Data records
▼▼▼

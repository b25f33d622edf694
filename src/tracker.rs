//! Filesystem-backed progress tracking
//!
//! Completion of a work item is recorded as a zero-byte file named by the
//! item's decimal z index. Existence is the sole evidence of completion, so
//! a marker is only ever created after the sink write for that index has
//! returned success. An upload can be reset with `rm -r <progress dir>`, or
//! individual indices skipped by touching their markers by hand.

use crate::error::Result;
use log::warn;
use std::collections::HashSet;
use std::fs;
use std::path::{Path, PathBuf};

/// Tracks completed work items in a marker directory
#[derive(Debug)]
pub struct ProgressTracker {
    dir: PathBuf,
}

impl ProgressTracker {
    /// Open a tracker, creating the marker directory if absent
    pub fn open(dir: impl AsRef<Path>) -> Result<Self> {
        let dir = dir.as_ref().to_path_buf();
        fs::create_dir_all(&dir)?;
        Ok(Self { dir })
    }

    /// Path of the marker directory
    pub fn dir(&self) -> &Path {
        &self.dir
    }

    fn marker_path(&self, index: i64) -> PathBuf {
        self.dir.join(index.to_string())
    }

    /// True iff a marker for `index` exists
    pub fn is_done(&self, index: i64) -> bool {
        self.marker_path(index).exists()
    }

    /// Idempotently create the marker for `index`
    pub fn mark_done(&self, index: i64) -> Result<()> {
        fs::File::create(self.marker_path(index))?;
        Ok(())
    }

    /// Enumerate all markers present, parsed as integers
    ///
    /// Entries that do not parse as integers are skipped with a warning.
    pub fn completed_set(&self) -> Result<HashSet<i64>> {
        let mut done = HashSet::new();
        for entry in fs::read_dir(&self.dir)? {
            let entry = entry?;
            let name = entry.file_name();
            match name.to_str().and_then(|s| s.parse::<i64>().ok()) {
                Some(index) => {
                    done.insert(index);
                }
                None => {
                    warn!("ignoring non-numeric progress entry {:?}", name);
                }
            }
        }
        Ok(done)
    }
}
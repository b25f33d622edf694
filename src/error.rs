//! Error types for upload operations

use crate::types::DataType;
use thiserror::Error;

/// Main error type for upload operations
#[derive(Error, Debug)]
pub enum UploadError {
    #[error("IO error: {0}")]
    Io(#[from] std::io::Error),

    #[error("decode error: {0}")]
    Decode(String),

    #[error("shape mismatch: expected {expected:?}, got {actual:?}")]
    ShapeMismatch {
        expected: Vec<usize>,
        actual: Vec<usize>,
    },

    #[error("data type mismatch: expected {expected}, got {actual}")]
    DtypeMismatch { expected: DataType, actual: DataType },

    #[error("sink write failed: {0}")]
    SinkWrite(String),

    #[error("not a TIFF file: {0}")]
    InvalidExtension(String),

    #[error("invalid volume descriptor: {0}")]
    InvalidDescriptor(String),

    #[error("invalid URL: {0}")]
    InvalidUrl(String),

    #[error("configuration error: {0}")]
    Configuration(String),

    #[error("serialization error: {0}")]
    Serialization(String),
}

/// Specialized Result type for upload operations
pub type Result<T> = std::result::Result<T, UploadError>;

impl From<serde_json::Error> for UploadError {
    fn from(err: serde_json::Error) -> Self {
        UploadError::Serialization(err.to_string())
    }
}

▲▲▲

**Your goal**
Answer with the number alone: how many lines in the records include the word "markers"?

**Completed task**
2